In terms of theory, I was a bit underwhelmed by the recourse to Gilles Deleuze’s ‘Postscript on Societies of Control’ as theoretical anchor point for the alternative account of information. Even taking into account possible slips on Deleuze’s part in his characterisation of control in terms of number and modulation, it is very hard to say anything new about this piece because it has been used so extensively for at least a decade now.
3) Are there any noticeable problems with the author’s mean of validating assumptions or making judgements?
I’d say the last section of the article suffers an attempt to move quickly over a terrain spanning Rousseau, Heidegger, Latour, Foucault, Deleuze, Hayles, etc. This section was too synoptic for my liking: it didn’t help all that much in making sense of what is happening to cryptography, although I did try to follow the single line of thought that seemed most important to me: the notion of ordering. But the paper does not offer any sustained analysis of what the material practices of order are, other than saying the algorithms like SHA-256 are doing ordering work or ordering logics. I really would like to see this judgment fleshed out more in the last section. There is, it seems to me, a really valuable intuition here, but at the moment it is rather swamped by the other material.
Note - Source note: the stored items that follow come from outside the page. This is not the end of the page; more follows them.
//! SDL window hosting a heatmap surface

use sdl2::event::{Event, WindowEvent};
use sdl2::keyboard::Keycode;
use sdl2::pixels::PixelFormatEnum;
use sdl2::render::{Canvas, Texture, TextureCreator};
use sdl2::video::{Window, WindowContext};
use sdl2::EventPump;

use super::PixelBuffer;

pub struct Display {
    canvas: Canvas<Window>,
    event_pump: EventPump,
    width: u32,
    height: u32,
}

pub struct RenderTarget<'a> {
    texture: Texture<'a>,
}

#[derive(Debug, Clone)]
pub enum InputEvent {
    Quit,
    KeyDown(Keycode),
    /// Pointer position relative to the window's top-left corner
    PointerMove {
        x: i32,
        y: i32,
    },
    PointerLeave,
}

impl Display {
    /// Create a window the size of the heatmap surface
    pub fn with_options(
        title: &str,
        width: u32,
        height: u32,
        vsync: bool,
    ) -> Result<(Self, TextureCreator<WindowContext>), String> {
        let sdl_context = sdl2::init()?;
        let video_subsystem = sdl_context.video()?;

        let window = video_subsystem
            .window(title, width, height)
            .position_centered()
            .build()
            .map_err(|e| e.to_string())?;

        let mut canvas_builder = window.into_canvas().accelerated();
        if vsync {
            canvas_builder = canvas_builder.present_vsync();
        }
        let canvas = canvas_builder.build().map_err(|e| e.to_string())?;

        let texture_creator = canvas.texture_creator();
        let event_pump = sdl_context.event_pump()?;

        Ok((
            Self {
                canvas,
                event_pump,
                width,
                height,
            },
            texture_creator,
        ))
    }

    pub fn width(&self) -> u32 {
        self.width
    }

    pub fn height(&self) -> u32 {
        self.height
    }

    pub fn present(
        &mut self,
        target: &mut RenderTarget,
        buffer: &PixelBuffer,
    ) -> Result<(), String> {
        target
            .texture
            .update(None, buffer.as_bytes(), (buffer.width() * 4) as usize)
            .map_err(|e| e.to_string())?;

        self.canvas.copy(&target.texture, None, None)?;
        self.canvas.present();
        Ok(())
    }

    pub fn poll_events(&mut self) -> Vec<InputEvent> {
        let mut events = Vec::new();

        for event in self.event_pump.poll_iter() {
            match event {
                Event::Quit { .. } => events.push(InputEvent::Quit),
                Event::KeyDown {
                    keycode: Some(k), ..
                } => events.push(InputEvent::KeyDown(k)),
                Event::MouseMotion { x, y, .. } => events.push(InputEvent::PointerMove { x, y }),
                Event::Window {
                    win_event: WindowEvent::Leave,
                    ..
                } => events.push(InputEvent::PointerLeave),
                _ => {},
            }
        }

        events
    }
}

impl<'a> RenderTarget<'a> {
    pub fn with_size(
        texture_creator: &'a TextureCreator<WindowContext>,
        width: u32,
        height: u32,
    ) -> Result<Self, String> {
        // ABGR8888 is R,G,B,A in memory on little-endian targets
        let texture = texture_creator
            .create_texture_streaming(PixelFormatEnum::ABGR8888, width, height)
            .map_err(|e| e.to_string())?;
        Ok(Self { texture })
    }
}
#[cfg(test)]
mod tests {
    use super::*;

    fn squares_plus_cubes(x: f64, y: f64) -> f64 {
        x * x + y * y * y
    }

    fn small_surface() -> HeatmapSurface {
        let mut surface = HeatmapSurface::new(80, 60);
        surface.set_extremum_step(0.05).unwrap();
        surface.set_bounds(DomainBounds::default()).unwrap();
        surface.set_payoff(squares_plus_cubes);
        surface.set_scheme("red").unwrap();
        surface
    }

    #[test]
    fn test_render_without_inputs_is_noop() {
        let mut surface = HeatmapSurface::new(20, 20);
        let blank = surface.frame().clone();
        surface.render().unwrap();
        assert!(surface.baseline().is_none());
        assert_eq!(surface.frame(), &blank);

        // Bounds and payoff but no scheme: max is found, nothing drawn
        surface.set_bounds(DomainBounds::default()).unwrap();
        surface.set_payoff(squares_plus_cubes);
        surface.set_extremum_step(0.5).unwrap();
        surface.render().unwrap();
        assert!(surface.max_utility().is_some());
        assert!(surface.field().is_none());
        assert_eq!(surface.frame(), &blank);
    }

    #[test]
    fn test_render_builds_every_stage() {
        let mut surface = small_surface();
        surface.set_reference_point(Some(DomainPoint::new(4.0, 1.5)));
        surface.render().unwrap();
        assert!((surface.max_utility().unwrap() - 379.0).abs() < 1e-6);
        assert!(surface.field().is_some());
        assert_eq!(surface.baseline(), Some(surface.frame()));
        assert!((surface.reference_utility().unwrap() - 19.375).abs() < 1e-9);
    }

    #[test]
    fn test_scheme_change_keeps_max_utility() {
        let mut surface = small_surface();
        surface.render().unwrap();
        let before = surface.frame().clone();

        surface.set_scheme("blue").unwrap();
        assert!(surface.max_utility().is_some());
        assert!(surface.baseline().is_none());
        surface.render().unwrap();
        assert_ne!(surface.frame(), &before);
    }

    #[test]
    fn test_unknown_scheme_is_rejected() {
        let mut surface = small_surface();
        assert!(matches!(surface.set_scheme("plaid"), Err(HeatmapError::UnknownScheme(_))));
        assert_eq!(surface.scheme_name(), Some("red"));
    }

    #[test]
    fn test_payoff_change_invalidates_max() {
        let mut surface = small_surface();
        surface.render().unwrap();
        surface.set_payoff(|x: f64, y: f64| x + y);
        assert!(surface.max_utility().is_none());
        surface.render().unwrap();
        assert!((surface.max_utility().unwrap() - 13.0).abs() < 1e-6);
    }

    #[test]
    fn test_failed_raster_keeps_previous_frame() {
        let mut surface = small_surface();
        surface.render().unwrap();
        let shown = surface.frame().clone();

        // Finite on the coarse search grid corner, NaN elsewhere
        surface.set_payoff(|x: f64, y: f64| if x < 3.0 { x + y } else { f64::NAN });
        let err = surface.render().unwrap_err();
        assert!(matches!(err, HeatmapError::Evaluation { .. }));
        assert_eq!(surface.frame(), &shown);
        assert!(surface.baseline().is_none());
    }

    #[test]
    fn test_reference_point_change_reuses_raster() {
        let mut surface = small_surface();
        surface.render().unwrap();
        let plain = surface.frame().clone();

        surface.set_reference_point(Some(DomainPoint::new(4.0, 4.0)));
        assert!(surface.field().is_some());
        surface.render().unwrap();
        assert_ne!(surface.frame(), &plain);

        surface.set_reference_point(None);
        surface.render().unwrap();
        assert_eq!(surface.frame(), &plain);
    }

    #[test]
    fn test_hover_cycle() {
        let mut surface = small_surface();
        surface.render().unwrap();
        let baseline = surface.baseline().unwrap().clone();

        let event = PointerEvent::at_pixel(40.0, 30.0, 80, 60);
        assert!(matches!(surface.on_pointer_move(&event), HoverOutcome::Drawn { .. }));
        assert!(surface.hover_state().is_active());
        assert_ne!(surface.frame(), &baseline);

        assert_eq!(surface.on_pointer_leave(), HoverOutcome::Cleared);
        assert_eq!(surface.frame(), &baseline);
    }

    #[test]
    fn test_restore_twice_is_idempotent() {
        let mut surface = small_surface();
        surface.render().unwrap();
        surface.on_pointer_move(&PointerEvent::at_pixel(20.0, 20.0, 80, 60));

        surface.restore_baseline();
        let once = surface.frame().clone();
        surface.restore_baseline();
        assert_eq!(surface.frame(), &once);
        assert_eq!(Some(&once), surface.baseline());
    }

    #[test]
    fn test_failing_reference_point_keeps_hover() {
        let log_surface = || {
            let mut surface = HeatmapSurface::new(80, 60);
            surface.set_extremum_step(0.05).unwrap();
            surface.set_bounds(DomainBounds::default()).unwrap();
            surface.set_payoff(|x: f64, y: f64| x.ln() + y);
            surface.set_scheme("red").unwrap();
            surface
        };
        let mut plain = log_surface();
        plain.render().unwrap();

        // ln(-1) is NaN
        let mut surface = log_surface();
        surface.set_reference_point(Some(DomainPoint::new(-1.0, 2.0)));
        surface.render().unwrap();
        assert!(surface.reference_utility().is_none());
        assert_eq!(surface.baseline(), Some(plain.frame()));
        assert_eq!(surface.frame(), plain.frame());

        let event = PointerEvent::at_pixel(40.0, 30.0, 80, 60);
        assert!(matches!(surface.on_pointer_move(&event), HoverOutcome::Drawn { .. }));
        assert_eq!(surface.on_pointer_leave(), HoverOutcome::Cleared);
    }

    #[test]
    fn test_out_of_domain_move_keeps_active_curve() {
        let mut surface = small_surface();
        surface.render().unwrap();
        surface.on_pointer_move(&PointerEvent::at_pixel(40.0, 30.0, 80, 60));
        let state = surface.hover_state();
        let drawn = surface.frame().clone();

        let outside = PointerEvent::at_pixel(85.0, 30.0, 80, 60);
        assert_eq!(surface.on_pointer_move(&outside), HoverOutcome::Ignored);
        assert!(surface.hover_state().is_active());
        assert_eq!(surface.hover_state(), state);
        assert_eq!(surface.frame(), &drawn);
    }

    #[test]
    fn test_pointer_before_render_is_ignored() {
        let mut surface = small_surface();
        let event = PointerEvent::at_pixel(10.0, 10.0, 80, 60);
        assert_eq!(surface.on_pointer_move(&event), HoverOutcome::Ignored);
        assert_eq!(surface.on_pointer_leave(), HoverOutcome::Ignored);
    }

    #[test]
    fn test_from_config() {
        let mut config = HeatmapConfig::default();
        config.width = 60;
        config.height = 40;
        config.step = 0.1;
        config.scheme = "viridis".into();
        let mut surface = HeatmapSurface::from_config(&config).unwrap();
        surface.render().unwrap();
        assert_eq!(surface.scheme_name(), Some("viridis"));
        assert!(surface.baseline().is_some());
        assert_eq!(surface.width(), 60);
    }
}
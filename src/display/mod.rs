mod pixel_buffer;
#[cfg(feature = "viewer")]
mod window;

pub use pixel_buffer::PixelBuffer;
#[cfg(feature = "viewer")]
pub use window::{Display, InputEvent, RenderTarget};

/// Default surface size
pub const DEFAULT_WIDTH: u32 = 550;
pub const DEFAULT_HEIGHT: u32 = 400;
4) Is the article well written?
Overall, I’d say the article is well-written. I think the order of the sections could be improved. For me, the bitcoin praxis section would have been more effective near the beginning of the article. It would provide material that could be progressively explored and analyzed in later sections. I also found it slightly strange for a theoretical ‘point of departure’ to appear in the last couple of pages. I think that should come earlier, or at least by signposted earlier. Not too much, however, hinges in the overall argument on the current order of the sections.
There are some deficits in the evidence provided. For instance, ‘the anarchist hype’ is mentioned a couple of times without citing sources or examples.
5) Are there portions of the article that you recommend to be shortened, excised or expanded?
I found the section on ‘Conceptualizing Cryptography’ the least convincing because it relies a single philosophical position (Nelson Goodman’s work) that itself is not analyzed, contextualised or contrasted with alternatives. I think the paper could do without this section.
I wondered whether the author really meant ‘non-reputability of datum’ in the ‘Advanced Primer’ section. This was a new term for me, and it comes up a number of times. Is it meant to be ‘non-repeatability’? Either way, I think the term needs clarification.